**Work to be completed:** All of the lines below should be output exactly as shown.

**Stored data:**
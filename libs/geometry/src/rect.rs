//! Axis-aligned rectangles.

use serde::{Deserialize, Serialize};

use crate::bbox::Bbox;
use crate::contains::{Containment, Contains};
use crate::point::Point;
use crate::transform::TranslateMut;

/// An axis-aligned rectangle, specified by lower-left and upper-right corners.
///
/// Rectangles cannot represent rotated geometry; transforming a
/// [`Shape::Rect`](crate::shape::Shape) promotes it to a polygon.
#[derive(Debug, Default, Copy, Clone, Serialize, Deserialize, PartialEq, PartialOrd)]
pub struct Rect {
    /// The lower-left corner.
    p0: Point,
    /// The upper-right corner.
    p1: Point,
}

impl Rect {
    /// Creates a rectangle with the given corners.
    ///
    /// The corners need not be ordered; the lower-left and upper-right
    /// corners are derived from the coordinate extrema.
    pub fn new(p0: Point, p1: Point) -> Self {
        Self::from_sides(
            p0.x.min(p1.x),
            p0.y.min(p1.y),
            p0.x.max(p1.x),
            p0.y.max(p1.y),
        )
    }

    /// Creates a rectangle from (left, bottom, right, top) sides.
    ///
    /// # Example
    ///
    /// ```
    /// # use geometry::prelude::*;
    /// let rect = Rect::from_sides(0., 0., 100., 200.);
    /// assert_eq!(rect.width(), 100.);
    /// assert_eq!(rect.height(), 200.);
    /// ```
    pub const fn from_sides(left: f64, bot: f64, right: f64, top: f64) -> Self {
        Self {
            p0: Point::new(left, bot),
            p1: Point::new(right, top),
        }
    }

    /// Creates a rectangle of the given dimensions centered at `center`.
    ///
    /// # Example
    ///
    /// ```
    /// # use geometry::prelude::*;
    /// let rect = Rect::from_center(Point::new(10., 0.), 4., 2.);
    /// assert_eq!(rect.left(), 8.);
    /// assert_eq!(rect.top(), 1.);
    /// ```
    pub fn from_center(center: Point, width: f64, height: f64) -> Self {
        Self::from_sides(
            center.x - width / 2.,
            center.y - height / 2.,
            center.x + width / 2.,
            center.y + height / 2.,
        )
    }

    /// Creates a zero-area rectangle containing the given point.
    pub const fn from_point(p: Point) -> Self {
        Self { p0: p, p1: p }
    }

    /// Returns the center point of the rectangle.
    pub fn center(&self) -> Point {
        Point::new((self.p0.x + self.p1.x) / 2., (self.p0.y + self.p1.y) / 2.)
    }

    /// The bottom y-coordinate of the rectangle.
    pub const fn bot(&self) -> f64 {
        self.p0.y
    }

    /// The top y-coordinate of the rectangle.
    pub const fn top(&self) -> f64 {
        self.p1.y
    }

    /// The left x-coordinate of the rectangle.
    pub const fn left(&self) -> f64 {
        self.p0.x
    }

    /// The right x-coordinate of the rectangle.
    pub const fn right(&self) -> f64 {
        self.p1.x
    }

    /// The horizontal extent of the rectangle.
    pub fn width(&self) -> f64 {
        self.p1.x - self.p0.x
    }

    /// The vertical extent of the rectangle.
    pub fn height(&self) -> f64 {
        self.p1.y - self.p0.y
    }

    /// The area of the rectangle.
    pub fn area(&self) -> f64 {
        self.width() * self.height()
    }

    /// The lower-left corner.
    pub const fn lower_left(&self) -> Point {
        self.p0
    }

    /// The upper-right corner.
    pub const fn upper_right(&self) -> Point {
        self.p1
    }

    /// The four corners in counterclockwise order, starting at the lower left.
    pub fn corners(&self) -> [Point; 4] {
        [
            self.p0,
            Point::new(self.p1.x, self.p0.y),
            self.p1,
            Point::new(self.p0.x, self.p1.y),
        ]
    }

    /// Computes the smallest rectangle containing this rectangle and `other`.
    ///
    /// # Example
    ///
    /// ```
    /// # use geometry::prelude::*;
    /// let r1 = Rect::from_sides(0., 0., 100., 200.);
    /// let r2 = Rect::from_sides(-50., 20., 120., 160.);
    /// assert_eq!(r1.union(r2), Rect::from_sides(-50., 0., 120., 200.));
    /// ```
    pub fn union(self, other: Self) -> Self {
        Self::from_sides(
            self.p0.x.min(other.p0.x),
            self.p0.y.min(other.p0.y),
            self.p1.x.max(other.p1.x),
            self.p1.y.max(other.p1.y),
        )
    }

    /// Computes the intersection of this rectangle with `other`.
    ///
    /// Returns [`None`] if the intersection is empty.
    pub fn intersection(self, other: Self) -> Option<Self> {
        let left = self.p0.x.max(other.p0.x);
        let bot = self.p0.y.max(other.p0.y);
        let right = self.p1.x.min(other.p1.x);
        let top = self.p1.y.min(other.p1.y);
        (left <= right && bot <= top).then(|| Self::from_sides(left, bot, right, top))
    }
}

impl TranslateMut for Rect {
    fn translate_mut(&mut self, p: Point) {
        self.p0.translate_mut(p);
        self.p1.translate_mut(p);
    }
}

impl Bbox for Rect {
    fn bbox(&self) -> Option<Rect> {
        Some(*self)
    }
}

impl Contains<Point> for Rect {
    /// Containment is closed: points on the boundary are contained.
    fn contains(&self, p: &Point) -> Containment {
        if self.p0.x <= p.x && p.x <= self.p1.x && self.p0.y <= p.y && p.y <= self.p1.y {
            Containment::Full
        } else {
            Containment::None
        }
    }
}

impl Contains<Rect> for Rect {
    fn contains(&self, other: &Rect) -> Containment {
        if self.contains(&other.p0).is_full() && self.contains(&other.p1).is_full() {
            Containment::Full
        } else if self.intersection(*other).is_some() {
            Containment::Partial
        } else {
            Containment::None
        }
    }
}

**Task output:**
filename libs/geometry/src/rect.rs
//! Axis-aligned rectangles.

use serde::{Deserialize, Serialize};

use crate::bbox::Bbox;
use crate::contains::{Containment, Contains};
use crate::point::Point;
use crate::transform::TranslateMut;

/// An axis-aligned rectangle, specified by lower-left and upper-right corners.
///
/// Rectangles cannot represent rotated geometry; transforming a
/// [`Shape::Rect`](crate::shape::Shape) promotes it to a polygon.
#[derive(Debug, Default, Copy, Clone, Serialize, Deserialize, PartialEq, PartialOrd)]
pub struct Rect {
    /// The lower-left corner.
    p0: Point,
    /// The upper-right corner.
    p1: Point,
}

impl Rect {
    /// Creates a rectangle with the given corners.
    ///
    /// The corners need not be ordered; the lower-left and upper-right
    /// corners are derived from the coordinate extrema.
    pub fn new(p0: Point, p1: Point) -> Self {
        Self::from_sides(
            p0.x.min(p1.x),
            p0.y.min(p1.y),
            p0.x.max(p1.x),
            p0.y.max(p1.y),
        )
    }

    /// Creates a rectangle from (left, bottom, right, top) sides.
    ///
    /// # Example
    ///
    /// ```
    /// # use geometry::prelude::*;
    /// let rect = Rect::from_sides(0., 0., 100., 200.);
    /// assert_eq!(rect.width(), 100.);
    /// assert_eq!(rect.height(), 200.);
    /// ```
    pub const fn from_sides(left: f64, bot: f64, right: f64, top: f64) -> Self {
        Self {
            p0: Point::new(left, bot),
            p1: Point::new(right, top),
        }
    }

    /// Creates a rectangle of the given dimensions centered at `center`.
    ///
    /// # Example
    ///
    /// ```
    /// # use geometry::prelude::*;
    /// let rect = Rect::from_center(Point::new(10., 0.), 4., 2.);
    /// assert_eq!(rect.left(), 8.);
    /// assert_eq!(rect.top(), 1.);
    /// ```
    pub fn from_center(center: Point, width: f64, height: f64) -> Self {
        Self::from_sides(
            center.x - width / 2.,
            center.y - height / 2.,
            center.x + width / 2.,
            center.y + height / 2.,
        )
    }

    /// Creates a zero-area rectangle containing the given point.
    pub const fn from_point(p: Point) -> Self {
        Self { p0: p, p1: p }
    }

    /// Returns the center point of the rectangle.
    pub fn center(&self) -> Point {
        Point::new((self.p0.x + self.p1.x) / 2., (self.p0.y + self.p1.y) / 2.)
    }

    /// The bottom y-coordinate of the rectangle.
    pub const fn bot(&self) -> f64 {
        self.p0.y
    }

    /// The top y-coordinate of the rectangle.
    pub const fn top(&self) -> f64 {
        self.p1.y
    }

    /// The left x-coordinate of the rectangle.
    pub const fn left(&self) -> f64 {
        self.p0.x
    }

    /// The right x-coordinate of the rectangle.
    pub const fn right(&self) -> f64 {
        self.p1.x
    }

    /// The horizontal extent of the rectangle.
    pub fn width(&self) -> f64 {
        self.p1.x - self.p0.x
    }

    /// The vertical extent of the rectangle.
    pub fn height(&self) -> f64 {
        self.p1.y - self.p0.y
    }

    /// The area of the rectangle.
    pub fn area(&self) -> f64 {
        self.width() * self.height()
    }

    /// The lower-left corner.
    pub const fn lower_left(&self) -> Point {
        self.p0
    }

    /// The upper-right corner.
    pub const fn upper_right(&self) -> Point {
        self.p1
    }

    /// The four corners in counterclockwise order, starting at the lower left.
    pub fn corners(&self) -> [Point; 4] {
        [
            self.p0,
            Point::new(self.p1.x, self.p0.y),
            self.p1,
            Point::new(self.p0.x, self.p1.y),
        ]
    }

    /// Computes the smallest rectangle containing this rectangle and `other`.
    ///
    /// # Example
    ///
    /// ```
    /// # use geometry::prelude::*;
    /// let r1 = Rect::from_sides(0., 0., 100., 200.);
    /// let r2 = Rect::from_sides(-50., 20., 120., 160.);
    /// assert_eq!(r1.union(r2), Rect::from_sides(-50., 0., 120., 200.));
    /// ```
    pub fn union(self, other: Self) -> Self {
        Self::from_sides(
            self.p0.x.min(other.p0.x),
            self.p0.y.min(other.p0.y),
            self.p1.x.max(other.p1.x),
            self.p1.y.max(other.p1.y),
        )
    }

    /// Computes the intersection of this rectangle with `other`.
    ///
    /// Returns [`None`] if the intersection is empty.
    pub fn intersection(self, other: Self) -> Option<Self> {
        let left = self.p0.x.max(other.p0.x);
        let bot = self.p0.y.max(other.p0.y);
        let right = self.p1.x.min(other.p1.x);
        let top = self.p1.y.min(other.p1.y);
        (left <= right && bot <= top).then(|| Self::from_sides(left, bot, right, top))
    }
}

impl TranslateMut for Rect {
    fn translate_mut(&mut self, p: Point) {
        self.p0.translate_mut(p);
        self.p1.translate_mut(p);
    }
}

impl Bbox for Rect {
    fn bbox(&self) -> Option<Rect> {
        Some(*self)
    }
}

impl Contains<Point> for Rect {
    /// Containment is closed: points on the boundary are contained.
    fn contains(&self, p: &Point) -> Containment {
        if self.p0.x <= p.x && p.x <= self.p1.x && self.p0.y <= p.y && p.y <= self.p1.y {
            Containment::Full
        } else {
            Containment::None
        }
    }
}

impl Contains<Rect> for Rect {
    fn contains(&self, other: &Rect) -> Containment {
        if self.contains(&other.p0).is_full() && self.contains(&other.p1).is_full() {
            Containment::Full
        } else if self.intersection(*other).is_some() {
            Containment::Partial
        } else {
            Containment::None
        }
    }
}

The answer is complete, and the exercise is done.